Villa Maria Hawkes Bay Chardonnay 2012
Straw gold with shy aromatics that have a creamy mealy nuance, but the taste is powerful in the rich creamy palate with terrific toasty, smoky oak characters, grilled peach, peach leaf, lovely soft mouthfeel, great presence and a long bright finish with excellent length.

Villa Maria Single Vineyard Keltern Chardonnay 2012
Light yellow gold. Sweet nougat and mealy nuances to the scent and vibrant and spicy to the taste with toasty oak, rich grilled peach tones and a delectable creamy savoury mealy backbone. Bold in its expression with a long, powerful finish. Delicious.

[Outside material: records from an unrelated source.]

use std::f32::consts::PI;

use glam::{Vec2, Vec3};
use prism_shader_binding::prismsl;

use crate::intersection::RayIntersection;
use crate::shading::sampling;

/// 着色时使用的材质参数，已经解析出着色法线
#[derive(Copy, Clone, Debug)]
pub struct MaterialParameters {
    /// 与 `w_o` 同侧的着色法线
    pub normal: Vec3,
    pub base_color: Vec3,
    pub emission: Vec3,
    pub alpha: f32,
    pub metalness: f32,
    pub roughness: f32,
    pub specular_tint: f32,
}

/// 一种着色模型
///
/// 参数的 getter 都有默认实现，各个着色模型只覆盖需要的部分。
pub trait MaterialShader {
    /// 按 normal mode 选择法线，并翻转到观察方向一侧
    fn normal(&self, material: &prismsl::Material, hit: &RayIntersection, w_o: Vec3) -> Vec3 {
        let n = match material.normal_mode {
            prismsl::NORMAL_MODE_VERTEX => hit.vertex_normal,
            prismsl::NORMAL_MODE_CORNER => hit.corner_normal,
            _ => hit.triangle_normal,
        };
        let n = if n == Vec3::ZERO { hit.triangle_normal } else { n };
        if hit.triangle_normal.dot(w_o) < 0.0 { -n } else { n }
    }

    fn base_color(&self, material: &prismsl::Material) -> Vec3 {
        material.base_color
    }

    fn metalness(&self, material: &prismsl::Material) -> f32 {
        material.metalness
    }

    fn roughness(&self, material: &prismsl::Material) -> f32 {
        material.roughness
    }

    fn specular_tint(&self, material: &prismsl::Material) -> f32 {
        material.specular_tint
    }

    fn calc_material_parameters(
        &self,
        material: &prismsl::Material,
        hit: &RayIntersection,
        w_o: Vec3,
    ) -> MaterialParameters {
        MaterialParameters {
            normal: self.normal(material, hit, w_o),
            base_color: self.base_color(material),
            emission: material.emission,
            alpha: material.alpha,
            metalness: self.metalness(material),
            roughness: self.roughness(material),
            specular_tint: self.specular_tint(material),
        }
    }

    /// `w_o` / `w_i` 都指向表面外侧
    fn bxdf(&self, params: &MaterialParameters, w_o: Vec3, w_i: Vec3) -> Vec3;

    fn pdf(&self, params: &MaterialParameters, w_o: Vec3, w_i: Vec3) -> f32;

    /// 返回 (w_i, pdf)，采样到表面下方时返回 None
    fn sample(&self, params: &MaterialParameters, w_o: Vec3, u: Vec2) -> Option<(Vec3, f32)>;
}

/// Disney 风格的 PBR：Lambert 漫反射 + GGX 高光
pub struct DisneyShader;
impl DisneyShader {
    const MIN_ALPHA: f32 = 1e-3;

    #[inline]
    fn alpha(params: &MaterialParameters) -> f32 {
        (params.roughness * params.roughness).max(Self::MIN_ALPHA)
    }

    fn f0(params: &MaterialParameters) -> Vec3 {
        let luminance = params.base_color.dot(Vec3::new(0.2126, 0.7152, 0.0722));
        let tint = if luminance > 0.0 { params.base_color / luminance } else { Vec3::ONE };
        let dielectric = 0.04 * Vec3::ONE.lerp(tint, params.specular_tint);
        dielectric.lerp(params.base_color, params.metalness)
    }

    /// 选择高光 lobe 的概率
    #[inline]
    fn specular_probability(params: &MaterialParameters) -> f32 {
        0.5 + 0.5 * params.metalness
    }

    fn ggx_d(n_dot_h: f32, alpha: f32) -> f32 {
        let a2 = alpha * alpha;
        let d = n_dot_h * n_dot_h * (a2 - 1.0) + 1.0;
        a2 / (PI * d * d)
    }

    fn smith_g1(n_dot_v: f32, alpha: f32) -> f32 {
        let a2 = alpha * alpha;
        2.0 * n_dot_v / (n_dot_v + (a2 + (1.0 - a2) * n_dot_v * n_dot_v).sqrt())
    }

    fn schlick(f0: Vec3, cos: f32) -> Vec3 {
        f0 + (Vec3::ONE - f0) * (1.0 - cos).clamp(0.0, 1.0).powi(5)
    }
}
impl MaterialShader for DisneyShader {
    fn bxdf(&self, params: &MaterialParameters, w_o: Vec3, w_i: Vec3) -> Vec3 {
        let n = params.normal;
        let n_dot_l = n.dot(w_i);
        let n_dot_v = n.dot(w_o);
        if n_dot_l <= 0.0 || n_dot_v <= 0.0 {
            return Vec3::ZERO;
        }
        let h = (w_o + w_i).normalize();
        let alpha = Self::alpha(params);
        let f = Self::schlick(Self::f0(params), w_i.dot(h));
        let specular = f * Self::ggx_d(n.dot(h), alpha) * Self::smith_g1(n_dot_l, alpha) * Self::smith_g1(n_dot_v, alpha)
            / (4.0 * n_dot_l * n_dot_v);
        let diffuse = params.base_color * (1.0 - params.metalness) / PI;
        diffuse + specular
    }

    fn pdf(&self, params: &MaterialParameters, w_o: Vec3, w_i: Vec3) -> f32 {
        let n = params.normal;
        if n.dot(w_i) <= 0.0 || n.dot(w_o) <= 0.0 {
            return 0.0;
        }
        let h = (w_o + w_i).normalize();
        let specular_pdf = Self::ggx_d(n.dot(h), Self::alpha(params)) * n.dot(h) / (4.0 * w_o.dot(h).abs());
        let p = Self::specular_probability(params);
        p * specular_pdf + (1.0 - p) * sampling::cosine_hemisphere_pdf(n, w_i)
    }

    fn sample(&self, params: &MaterialParameters, w_o: Vec3, u: Vec2) -> Option<(Vec3, f32)> {
        let n = params.normal;
        let p = Self::specular_probability(params);
        let w_i = if u.x < p {
            // 重用 u.x 作为第二维随机数
            let u = Vec2::new(u.x / p, u.y);
            let alpha = Self::alpha(params);
            let cos_theta = ((1.0 - u.x) / (1.0 + (alpha * alpha - 1.0) * u.x)).max(0.0).sqrt();
            let sin_theta = (1.0 - cos_theta * cos_theta).max(0.0).sqrt();
            let phi = 2.0 * PI * u.y;
            let h = sampling::to_world(Vec3::new(sin_theta * phi.cos(), sin_theta * phi.sin(), cos_theta), n);
            2.0 * w_o.dot(h) * h - w_o
        } else {
            let u = Vec2::new((u.x - p) / (1.0 - p), u.y);
            sampling::cosine_sample_hemisphere(n, u).0
        };
        let pdf = self.pdf(params, w_o, w_i);
        (pdf > 0.0).then_some((w_i.normalize(), pdf))
    }
}

/// Blinn-Phong：没有金属度，余弦分布采样
pub struct BlinnPhongShader;
impl BlinnPhongShader {
    #[inline]
    fn shininess(params: &MaterialParameters) -> f32 {
        let alpha = (params.roughness * params.roughness).max(1e-3);
        (2.0 / (alpha * alpha) - 2.0).max(0.0)
    }

    #[inline]
    fn specular_weight(params: &MaterialParameters) -> f32 {
        0.04 + 0.46 * params.specular_tint
    }
}
impl MaterialShader for BlinnPhongShader {
    fn metalness(&self, _material: &prismsl::Material) -> f32 {
        0.0
    }

    fn bxdf(&self, params: &MaterialParameters, w_o: Vec3, w_i: Vec3) -> Vec3 {
        let n = params.normal;
        if n.dot(w_i) <= 0.0 || n.dot(w_o) <= 0.0 {
            return Vec3::ZERO;
        }
        let ks = Self::specular_weight(params);
        let shininess = Self::shininess(params);
        let h = (w_o + w_i).normalize();
        let specular = (shininess + 2.0) / (2.0 * PI) * n.dot(h).max(0.0).powf(shininess);
        params.base_color * (1.0 - ks) / PI + Vec3::splat(ks * specular)
    }

    fn pdf(&self, params: &MaterialParameters, w_o: Vec3, w_i: Vec3) -> f32 {
        if params.normal.dot(w_o) <= 0.0 {
            return 0.0;
        }
        sampling::cosine_hemisphere_pdf(params.normal, w_i)
    }

    fn sample(&self, params: &MaterialParameters, w_o: Vec3, u: Vec2) -> Option<(Vec3, f32)> {
        let (w_i, _) = sampling::cosine_sample_hemisphere(params.normal, u);
        let pdf = self.pdf(params, w_o, w_i);
        (pdf > 0.0).then_some((w_i, pdf))
    }
}

/// 按 shader type tag 分派
#[derive(Copy, Clone, Debug, PartialEq, Eq)]
pub enum MaterialShaderKind {
    Disney,
    BlinnPhong,
}
impl MaterialShaderKind {
    /// 未知的 tag 退回到 Disney
    pub fn from_tag(tag: u32) -> Self {
        match tag {
            prismsl::SHADER_TYPE_BLINN_PHONG => Self::BlinnPhong,
            _ => Self::Disney,
        }
    }

    pub fn calc_material_parameters(
        &self,
        material: &prismsl::Material,
        hit: &RayIntersection,
        w_o: Vec3,
    ) -> MaterialParameters {
        match self {
            Self::Disney => DisneyShader.calc_material_parameters(material, hit, w_o),
            Self::BlinnPhong => BlinnPhongShader.calc_material_parameters(material, hit, w_o),
        }
    }

    #[inline]
    pub fn bxdf(&self, params: &MaterialParameters, w_o: Vec3, w_i: Vec3) -> Vec3 {
        match self {
            Self::Disney => DisneyShader.bxdf(params, w_o, w_i),
            Self::BlinnPhong => BlinnPhongShader.bxdf(params, w_o, w_i),
        }
    }

    #[inline]
    pub fn pdf(&self, params: &MaterialParameters, w_o: Vec3, w_i: Vec3) -> f32 {
        match self {
            Self::Disney => DisneyShader.pdf(params, w_o, w_i),
            Self::BlinnPhong => BlinnPhongShader.pdf(params, w_o, w_i),
        }
    }

    #[inline]
    pub fn sample(&self, params: &MaterialParameters, w_o: Vec3, u: Vec2) -> Option<(Vec3, f32)> {
        match self {
            Self::Disney => DisneyShader.sample(params, w_o, u),
            Self::BlinnPhong => BlinnPhongShader.sample(params, w_o, u),
        }
    }
}

#[cfg(test)]
mod tests {
    use super::*;
    use crate::shading::sampling::{pixel_rng, random2d};

    fn hit_facing(normal: Vec3) -> RayIntersection {
        RayIntersection {
            instance_id: 0,
            triangle_normal: normal,
            vertex_normal: Vec3::new(0.0, 1.0, 1.0).normalize(),
            corner_normal: normal,
            ..RayIntersection::invalid()
        }
    }

    #[test]
    fn test_normal_mode_and_face_forward() {
        let mut material = prismsl::Material::default();
        let hit = hit_facing(Vec3::Z);
        let params = DisneyShader.calc_material_parameters(&material, &hit, Vec3::NEG_Z);
        assert_eq!(params.normal, Vec3::NEG_Z);

        material.normal_mode = prismsl::NORMAL_MODE_VERTEX;
        let params = DisneyShader.calc_material_parameters(&material, &hit, Vec3::Z);
        assert_eq!(params.normal, hit.vertex_normal);
    }

    #[test]
    fn test_blinn_phong_overrides_metalness() {
        let material = prismsl::Material {
            metalness: 1.0,
            ..Default::default()
        };
        let hit = hit_facing(Vec3::Z);
        assert_eq!(MaterialShaderKind::BlinnPhong.calc_material_parameters(&material, &hit, Vec3::Z).metalness, 0.0);
        assert_eq!(MaterialShaderKind::Disney.calc_material_parameters(&material, &hit, Vec3::Z).metalness, 1.0);
        assert_eq!(MaterialShaderKind::from_tag(77), MaterialShaderKind::Disney);
    }

    #[test]
    fn test_sample_pdf_matches_pdf() {
        let hit = hit_facing(Vec3::Y);
        let w_o = Vec3::new(0.3, 1.0, 0.2).normalize();
        let mut rng = pixel_rng(2, 9);
        for (kind, roughness, metalness) in [
            (MaterialShaderKind::Disney, 1.0, 0.0),
            (MaterialShaderKind::Disney, 0.3, 0.8),
            (MaterialShaderKind::BlinnPhong, 0.5, 0.0),
        ] {
            let material = prismsl::Material {
                roughness,
                metalness,
                ..Default::default()
            };
            let params = kind.calc_material_parameters(&material, &hit, w_o);
            for _ in 0..64 {
                let Some((w_i, pdf)) = kind.sample(&params, w_o, random2d(&mut rng)) else {
                    continue;
                };
                let expected = kind.pdf(&params, w_o, w_i);
                assert!((pdf - expected).abs() <= 1e-3 * expected.max(1.0), "{kind:?}: {pdf} vs {expected}");
                assert!(kind.bxdf(&params, w_o, w_i).min_element() >= 0.0);
            }
        }
    }

    #[test]
    fn test_lambert_estimator_is_unbiased() {
        // 纯漫反射：E[f * cos / pdf] = albedo
        let hit = hit_facing(Vec3::Y);
        let material = prismsl::Material {
            base_color: Vec3::splat(0.6),
            roughness: 1.0,
            ..Default::default()
        };
        let kind = MaterialShaderKind::BlinnPhong;
        let params = kind.calc_material_parameters(&material, &hit, Vec3::Y);
        let mut rng = pixel_rng(0, 0);
        let mut sum = Vec3::ZERO;
        let n = 4096;
        for _ in 0..n {
            let (w_i, pdf) = kind.sample(&params, Vec3::Y, random2d(&mut rng)).unwrap();
            sum += kind.bxdf(&params, Vec3::Y, w_i) * w_i.dot(Vec3::Y) / pdf;
        }
        let expected = 0.6 * (1.0 - 0.04) + 0.04;
        assert!((sum.x / n as f32 - expected).abs() < 0.05);
    }
}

Esk Valley Winemakers Reserve Hawkes Bay Chardonnay 2012
Straw gold with a intriguing aroma that has funky wild yeast nuances that seem almost soapy in this respect, and integrated spicy oak scents too. The barrel work is obvious in the palate, which is underpinned by an exciting fresh acid spine. It’s smoky with a creamy richness and a savoury, spicy undercurrent – and while subtle to start it is expansive in the mouth with a surge of power to the finish.

Vidal Reserve Series Hawkes Bay Chardonnay 2012
Light yellow gold coloured with very creamy aromatics infused with sweet mealy notes and a buttery nuance that seems to suggest some malolactic influence here. A youthful wine with a ‘gummy’ mouthfeel effect, but that’s superseded by the vibrant oak, grilled citrus and melon. Interestingly this wine recently took out Champion Chardonnay and overall Champion Wine at the 2013 Hawkes Bay regional wine show. It is what the judges preferred on the day.

Vidal Legacy Series Hawkes Bay Chardonnay 2011
Ah, vibrant and spicy on the nose – it oozes Chardonnay opulence and promises satisfaction. It lives up to that promise in the intriguingly savoury palate where funky, mealy, nutty characters intertwine with grapefruit and juicy nectarine. Very complex, sophisticated and classy with a long creamy finish. Outstanding wine and hard to resist.

Te Awa Hawkes Bay Chardonnay 2011
Light gold with creamy aromatics, quite firm in the palate and the only one of the six to show any grip to the texture. Rich with hints of white peach, but it didn’t seem as complex as the iconic wines from Villa, Vidal and Esk and perhaps would have been better positioned earlier in the tasting.

My top wines were Villa Maria Single Vineyard Keltern, Vidal Legacy and Esk Winemakers Reserve. Villa Maria Keltern is 100% Keltern Vineyard but the other two have some Keltern fruit in their multi-vineyard blends. In this respect, Keltern could quite possibly be the greatest Chardonnay vineyard in Hawkes Bay.